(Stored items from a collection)
>>

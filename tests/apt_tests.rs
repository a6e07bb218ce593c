// tests/apt_tests.rs
use driverhub::apt::{is_driver_package, parse_apt_list_output, parse_policy_output};
use driverhub::model::DriverEntry;

const SAMPLE: &str = r#"Listing...
nvidia-driver-535/jammy-updates 535.183.01-0ubuntu1 amd64 [upgradable from: 535.161.07-0ubuntu1]
bash/stable 5.1-2+deb11u1 amd64 [upgradable from: 5.1-2]
linux-firmware/jammy-updates 20220329.git681281e4-0ubuntu3.36 all [upgradable from: 20220329.git681281e4-0ubuntu3.29]
"#;

#[test]
fn parse_empty() {
    let v = parse_apt_list_output("");
    assert!(v.is_empty());
}

#[test]
fn parse_keeps_only_driver_packages() {
    let v = parse_apt_list_output(SAMPLE);
    assert_eq!(v.len(), 2);

    assert_eq!(
        v[0],
        DriverEntry {
            package_name: "nvidia-driver-535".into(),
            current_version: "535.161.07-0ubuntu1".into(),
            available_version: "535.183.01-0ubuntu1".into(),
            is_recommended: false,
        }
    );
    assert_eq!(v[1].package_name, "linux-firmware");
}

#[test]
fn parse_missing_current_version_yields_empty_string() {
    let input = "Listing...\nmesa-vulkan-drivers/jammy 23.2.1-1ubuntu3 amd64\n";
    let v = parse_apt_list_output(input);
    assert_eq!(v.len(), 1);
    assert_eq!(v[0].package_name, "mesa-vulkan-drivers");
    assert_eq!(v[0].current_version, "");
    assert_eq!(v[0].available_version, "23.2.1-1ubuntu3");
}

#[test]
fn parse_malformed_lines_are_skipped() {
    let input = "Listing...\n???\nnvidia\n\n";
    let v = parse_apt_list_output(input);
    assert!(v.is_empty());
}

const POLICY_SAMPLE: &str = r#"nvidia-driver-535:
  Installed: 535.161.07-0ubuntu1
  Candidate: 535.183.01-0ubuntu1
  Version table:
     535.183.01-0ubuntu1 500
"#;

const POLICY_NOT_INSTALLED: &str = r#"nvidia-driver-535:
  Installed: (none)
  Candidate: 535.183.01-0ubuntu1
  Version table:
"#;

#[test]
fn parse_policy_versions() {
    let (installed, candidate) = parse_policy_output(POLICY_SAMPLE);
    assert_eq!(installed.as_deref(), Some("535.161.07-0ubuntu1"));
    assert_eq!(candidate.as_deref(), Some("535.183.01-0ubuntu1"));
}

#[test]
fn parse_policy_none_counts_as_not_installed() {
    let (installed, candidate) = parse_policy_output(POLICY_NOT_INSTALLED);
    assert_eq!(installed, None);
    assert_eq!(candidate.as_deref(), Some("535.183.01-0ubuntu1"));
}

#[test]
fn parse_policy_empty() {
    assert_eq!(parse_policy_output(""), (None, None));
}

#[test]
fn driver_package_filter() {
    assert!(is_driver_package("nvidia-driver-535"));
    assert!(is_driver_package("linux-image-6.1.0-18-amd64"));
    assert!(is_driver_package("firmware-realtek"));
    assert!(is_driver_package("intel-microcode"));
    assert!(!is_driver_package("bash"));
    assert!(!is_driver_package("openssl"));
}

<<

| What to produce |
Lines from the entries that contain the string "firmware" are what must be copied.

| Response to the exercise |
linux-firmware/jammy-updates 20220329.git681281e4-0ubuntu3.36 all [upgradable from: 20220329.git681281e4-0ubuntu3.29]
    assert_eq!(v[1].package_name, "linux-firmware");
    assert!(is_driver_package("firmware-realtek"));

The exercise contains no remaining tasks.